四百億円。国が公表している住民基本台帳ネットワークシステム(住基ネット)の構築費だ。 ただし、システムの現場を担う自治体職員の多くは冷ややかだ。それで収まるはずがない、とみている。
■バラ色への苦笑
住基ネットは、約三千三百ある県、市町村を専用回線で結び、十一けたの番号を割りふった全国民のデータを中央センターで管理する。
年末、総務省から全国の市町村に、その住基ネットの広報記事のひな型が初めて届いた。
しかし、兵庫県内の市町での評判はよくない。たとえば、ひな型には「各種行政手続きの住民票の写しの添付が不要となります」とあるが、 すべて不要になるわけではない。独自の広報を検討する市の担当者は苦笑した。
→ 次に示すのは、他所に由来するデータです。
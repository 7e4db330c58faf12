use std::collections::HashSet;
use std::io::{BufRead, BufReader, BufWriter, Write};
use std::process::{Child, ChildStdin, Command, Stdio};
use std::sync::atomic::{AtomicBool, Ordering};
use std::sync::{Arc, Condvar, Mutex, MutexGuard};
use std::thread::JoinHandle;
use std::time::{Duration, Instant};

use anyhow::{Result, anyhow};
use gauntlet_core::{EngineEvent, EngineEventKind, GameRecord, GoLimits, SearchInfo};

use crate::config::EngineConfig;
use crate::uci;

pub const ENGINE_READY_TIMEOUT: Duration = Duration::from_secs(30);
pub const MOVE_NOW_TIMEOUT: Duration = Duration::from_millis(1_000);
pub const REQUEST_READY_TIMEOUT: Duration = Duration::from_millis(2_000);
pub const ENGINE_QUIT_TIMEOUT: Duration = Duration::from_millis(300);
pub const ENGINE_QUIT_POLL_INTERVAL: Duration = Duration::from_millis(10);

/// エンジンイベントの受け口。I/O スレッドから呼ばれる。
pub type EventSink = Box<dyn FnMut(EngineEvent) + Send>;

/// 1本のエンジンプロセスに対する操作面。
///
/// 実装はプロトコルごとに分かれる想定で、オーケストレーション側は
/// この trait 越しにのみエンジンへ触れる。
pub trait EngineLink: Send {
    /// 現局面の探索を依頼する。`ponder_hit` のときは事前に同じ局面を
    /// ponder 中なので、局面再送ではなく継続通知のみを送る。
    fn compute_move(&mut self, record: &GameRecord, limits: &GoLimits, ponder_hit: bool)
    -> Result<()>;

    /// 予測手 `ponder_move` を足した局面で先読み探索を開始させる。
    fn allow_ponder(&mut self, record: &GameRecord, limits: &GoLimits, ponder_move: &str)
    -> Result<()>;

    /// 即時回答を要求する。`wait_for_answer` なら bestmove 応答を
    /// 上限時間まで待ち、受理できたかを返す。
    fn move_now(&mut self, wait_for_answer: bool, timeout: Option<Duration>) -> bool;

    fn set_option(&mut self, name: &str, value: &str) -> bool;

    /// isready/readyok の往復。応答があれば true。
    fn request_ready(&mut self, timeout: Option<Duration>) -> bool;

    /// 次の対局の開始を通知する。
    fn new_game(&mut self) -> Result<()>;

    /// エンジンプロセスの常駐メモリ量 (バイト)。
    fn engine_memory_usage(&self) -> u64;

    /// イベント送り先を差し替える。restart 後は引き継がれないので
    /// 呼び出し側が再設定する。
    fn set_event_sink(&mut self, sink: EventSink);

    fn clear_event_sink(&mut self);

    fn config(&self) -> &EngineConfig;

    /// プロセス生存中は再利用されない一意 ID。
    fn id(&self) -> u64;

    /// プロセス異常 (切断・起動失敗) を検知したか。
    fn failure(&self) -> bool;

    /// プロセスを停止する。二重呼び出しは無害。
    fn shutdown(&mut self);
}

#[derive(Default)]
struct WireState {
    alive: bool,
    uciok: bool,
    readyok_seq: u64,
    bestmove_seq: u64,
    options: HashSet<String>,
}

struct Shared {
    engine_id: u64,
    wire: Mutex<WireState>,
    cv: Condvar,
    sink: Mutex<Option<EventSink>>,
    failed: AtomicBool,
}

impl Shared {
    fn lock_wire(&self) -> MutexGuard<'_, WireState> {
        self.wire.lock().unwrap_or_else(|e| e.into_inner())
    }

    fn emit(&self, event: EngineEvent) {
        let mut sink = self.sink.lock().unwrap_or_else(|e| e.into_inner());
        if let Some(cb) = sink.as_mut() {
            cb(event);
        }
    }

    /// 受信1行を振り分ける。イベント生成と handshake 通知の両方を行う。
    fn dispatch_line(&self, line: &str) {
        if let Some(info) = SearchInfo::parse(line) {
            self.emit(EngineEvent::info(self.engine_id, info));
            return;
        }
        if line.starts_with("bestmove") {
            let event = match uci::parse_bestmove(line) {
                Some((best, ponder)) => EngineEvent::best_move(self.engine_id, best, ponder),
                None => EngineEvent {
                    errors: vec![format!("malformed bestmove line '{line}'")],
                    ..EngineEvent::new(EngineEventKind::BestMove, self.engine_id)
                },
            };
            {
                let mut wire = self.lock_wire();
                wire.bestmove_seq += 1;
            }
            self.cv.notify_all();
            self.emit(event);
            return;
        }
        match line.trim() {
            "uciok" => {
                self.lock_wire().uciok = true;
                self.cv.notify_all();
            }
            "readyok" => {
                self.lock_wire().readyok_seq += 1;
                self.cv.notify_all();
            }
            _ => {
                if let Some(name) = uci::parse_option_name(line) {
                    self.lock_wire().options.insert(name);
                }
            }
        }
    }

    fn mark_dead(&self, detail: String) {
        {
            let mut wire = self.lock_wire();
            if !wire.alive {
                return;
            }
            wire.alive = false;
        }
        self.failed.store(true, Ordering::Relaxed);
        self.cv.notify_all();
        self.emit(EngineEvent::disconnected(self.engine_id, detail));
    }
}

/// UCI エンジンプロセス。stdout は専用スレッドで読み、行単位で
/// イベントに変換する。
pub struct UciLink {
    id: u64,
    cfg: EngineConfig,
    child: Child,
    pid: u32,
    stdin: BufWriter<ChildStdin>,
    shared: Arc<Shared>,
    reader: Option<JoinHandle<()>>,
    stopped: bool,
}

impl UciLink {
    /// プロセスを起動し `uci` を送る。handshake 完了は `wait_ready` で待つ。
    pub fn spawn(cfg: &EngineConfig, id: u64) -> Result<Self> {
        let mut cmd = Command::new(&cfg.path);
        if !cfg.args.is_empty() {
            cmd.args(&cfg.args);
        }
        let mut child = cmd
            .stdin(Stdio::piped())
            .stdout(Stdio::piped())
            .spawn()
            .map_err(|e| anyhow!("failed to spawn engine at {}: {e}", cfg.path.display()))?;
        let pid = child.id();
        let stdin = child.stdin.take().ok_or_else(|| anyhow!("no stdin"))?;
        let stdout = child.stdout.take().ok_or_else(|| anyhow!("no stdout"))?;

        let shared = Arc::new(Shared {
            engine_id: id,
            wire: Mutex::new(WireState {
                alive: true,
                ..WireState::default()
            }),
            cv: Condvar::new(),
            sink: Mutex::new(None),
            failed: AtomicBool::new(false),
        });

        let reader_shared = shared.clone();
        let label = cfg.name.clone();
        let reader = std::thread::spawn(move || {
            let reader = BufReader::new(stdout);
            for line in reader.lines() {
                match line {
                    Ok(l) => reader_shared.dispatch_line(&l),
                    Err(_) => break,
                }
            }
            reader_shared.mark_dead(format!("{label}: engine stdout closed"));
        });

        let mut link = Self {
            id,
            cfg: cfg.clone(),
            child,
            pid,
            stdin: BufWriter::new(stdin),
            shared,
            reader: Some(reader),
            stopped: false,
        };
        link.write_line("uci")?;
        Ok(link)
    }

    /// uciok を待ち、オプションを流し込み、readyok まで同期する。
    pub fn wait_ready(&mut self, timeout: Duration) -> bool {
        let deadline = Instant::now() + timeout;
        if !self.wait_wire(deadline, |w| w.uciok) {
            log::warn!("{}: no uciok within {:?}", self.cfg.name, timeout);
            return false;
        }
        for opt in self.cfg.options.clone() {
            self.set_option(&opt.name, &opt.value);
        }
        let advertises_ponder = self.shared.lock_wire().options.contains("Ponder");
        if advertises_ponder {
            let value = if self.cfg.ponder { "true" } else { "false" };
            self.set_option("Ponder", value);
        }
        if !self.request_ready(Some(deadline.saturating_duration_since(Instant::now()))) {
            return false;
        }
        self.write_line("ucinewgame").is_ok()
    }

    fn wait_wire(&self, deadline: Instant, done: impl Fn(&WireState) -> bool) -> bool {
        let mut wire = self.shared.lock_wire();
        loop {
            if done(&wire) {
                return true;
            }
            if !wire.alive {
                return false;
            }
            let now = Instant::now();
            if now >= deadline {
                return false;
            }
            let (guard, _) = self
                .shared
                .cv
                .wait_timeout(wire, deadline - now)
                .unwrap_or_else(|e| e.into_inner());
            wire = guard;
        }
    }

    fn write_line(&mut self, msg: &str) -> Result<()> {
        self.stdin.write_all(msg.as_bytes())?;
        self.stdin.write_all(b"\n")?;
        self.stdin.flush()?;
        Ok(())
    }

    fn quit(&mut self) {
        if self.stopped {
            return;
        }
        self.stopped = true;
        let _ = self.write_line("quit");
        let deadline = Instant::now() + ENGINE_QUIT_TIMEOUT;
        while Instant::now() < deadline {
            if let Ok(Some(_)) = self.child.try_wait() {
                return;
            }
            std::thread::sleep(ENGINE_QUIT_POLL_INTERVAL);
        }
        let _ = self.child.kill();
        let _ = self.child.wait();
    }
}

impl EngineLink for UciLink {
    fn compute_move(
        &mut self,
        record: &GameRecord,
        limits: &GoLimits,
        ponder_hit: bool,
    ) -> Result<()> {
        // 送信前マーカー。ponder 探索から遅れて届く info 行と
        // 新しい探索フェーズとの境界をイベント列の中で確定させる。
        self.shared
            .emit(EngineEvent::new(EngineEventKind::SendingComputeMove, self.id));
        if ponder_hit {
            self.write_line("ponderhit")?;
        } else {
            self.write_line(&uci::position_command(record))?;
            self.write_line(&uci::go_command(limits, false))?;
        }
        self.shared
            .emit(EngineEvent::new(EngineEventKind::ComputeMoveSent, self.id));
        Ok(())
    }

    fn allow_ponder(
        &mut self,
        record: &GameRecord,
        limits: &GoLimits,
        ponder_move: &str,
    ) -> Result<()> {
        self.write_line(&uci::position_command_with_extra(record, Some(ponder_move)))?;
        self.write_line(&uci::go_command(limits, true))?;
        Ok(())
    }

    fn move_now(&mut self, wait_for_answer: bool, timeout: Option<Duration>) -> bool {
        let before = self.shared.lock_wire().bestmove_seq;
        if self.write_line("stop").is_err() {
            return false;
        }
        if !wait_for_answer {
            return true;
        }
        let deadline = Instant::now() + timeout.unwrap_or(MOVE_NOW_TIMEOUT);
        self.wait_wire(deadline, |w| w.bestmove_seq > before)
    }

    fn set_option(&mut self, name: &str, value: &str) -> bool {
        let known = {
            let wire = self.shared.lock_wire();
            wire.options.is_empty() || wire.options.contains(name)
        };
        if !known {
            log::debug!("{}: option '{name}' not advertised, sending anyway", self.cfg.name);
        }
        self.write_line(&format!("setoption name {name} value {value}")).is_ok()
    }

    fn request_ready(&mut self, timeout: Option<Duration>) -> bool {
        let before = self.shared.lock_wire().readyok_seq;
        if self.write_line("isready").is_err() {
            return false;
        }
        let deadline = Instant::now() + timeout.unwrap_or(REQUEST_READY_TIMEOUT);
        self.wait_wire(deadline, |w| w.readyok_seq > before)
    }

    fn new_game(&mut self) -> Result<()> {
        self.write_line("ucinewgame")?;
        if !self.request_ready(None) {
            anyhow::bail!("{}: no readyok after ucinewgame", self.cfg.name);
        }
        Ok(())
    }

    fn engine_memory_usage(&self) -> u64 {
        use sysinfo::{Pid, ProcessesToUpdate, System};
        let pid = Pid::from_u32(self.pid);
        let mut sys = System::new();
        sys.refresh_processes(ProcessesToUpdate::Some(&[pid]), true);
        sys.process(pid).map(|p| p.memory()).unwrap_or(0)
    }

    fn set_event_sink(&mut self, sink: EventSink) {
        *self.shared.sink.lock().unwrap_or_else(|e| e.into_inner()) = Some(sink);
    }

    fn clear_event_sink(&mut self) {
        *self.shared.sink.lock().unwrap_or_else(|e| e.into_inner()) = None;
    }

    fn config(&self) -> &EngineConfig {
        &self.cfg
    }

    fn id(&self) -> u64 {
        self.id
    }

    fn failure(&self) -> bool {
        self.shared.failed.load(Ordering::Relaxed) || !self.shared.lock_wire().alive
    }

    fn shutdown(&mut self) {
        self.quit();
    }
}

impl Drop for UciLink {
    fn drop(&mut self) {
        self.clear_event_sink();
        self.quit();
        if let Some(handle) = self.reader.take() {
            let _ = handle.join();
        }
    }
}

#[cfg(test)]
mod tests {
    use super::*;

    // cat は uci へ応答しないが、書き込みと読み取りスレッドは生きている
    #[test]
    fn spawn_writes_the_handshake_and_times_out_against_a_silent_process() {
        let cfg = EngineConfig::new("cat", "/bin/cat");
        let mut link = UciLink::spawn(&cfg, 1).unwrap();
        assert!(!link.wait_ready(Duration::from_millis(100)));
        assert!(!link.failure());
        link.shutdown();
    }

    #[test]
    fn spawn_fails_for_a_missing_binary() {
        let cfg = EngineConfig::new("ghost", "/nonexistent/engine/binary");
        assert!(UciLink::spawn(&cfg, 1).is_err());
    }
}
「ひな型には省令で決まってないことまで書いてある。バラ色に書いて、あとで苦情の応対をするのは私たち」
■二つの顔
全国市長会も一九九七年、住基ネットの整備推進を要望している。しかし今回取材した各市の担当課でそのことを知る職員は、ほぼ皆無だった。
むしろ市町にとっての住基ネットとは、九九年に改正住基法が国会で成立し、突然、国から義務付けられた制度、でしかない。
「国家統制」との批判を意識してだろう。総務省はしきりに「国が管理する制度ではない」と強調する。 確かに形は「地方公共団体の共同システム」。全国民のデータが集約される中央センターも国の機関ではない。
どこが生みの母なのか、あいまいなままに八月へ向けて準備が進む。
■経費の虚実
で、冒頭の「四百億円」に戻る。
国は「予算も地方財政でやっていただくのが基本」という考えだ。 地方交付税交付金で自治体を支援するが、対象はネット構築の標準部分の経費に限られる。四百億円はその経費の全国合計額なのだ。
各市町は既存システムの大掛かりな改修に迫られる。これは地方交付税の対象外だ。たとえば神戸市。 国の概算表では政令指定都市への地方交付税は計約六千七百万円。しかし同市は、住基ネット構築に一億四千五百万円を見積もる。 既存システムの充実を図ったことにもよるが、地方交付税のざっと二倍が必要というわけだ。
ある市の担当者はこう言い切った。「四百億円でネットは動かない。実際には二〜三倍かかるだろう。一千億円を超えてもおかしくない」
今月中旬、ネットの稼動実験が始まる。 住民にほとんど知られていない不安、どれだけ経費がかかるか分からない懸念を抱え込んでのスタートラインだ。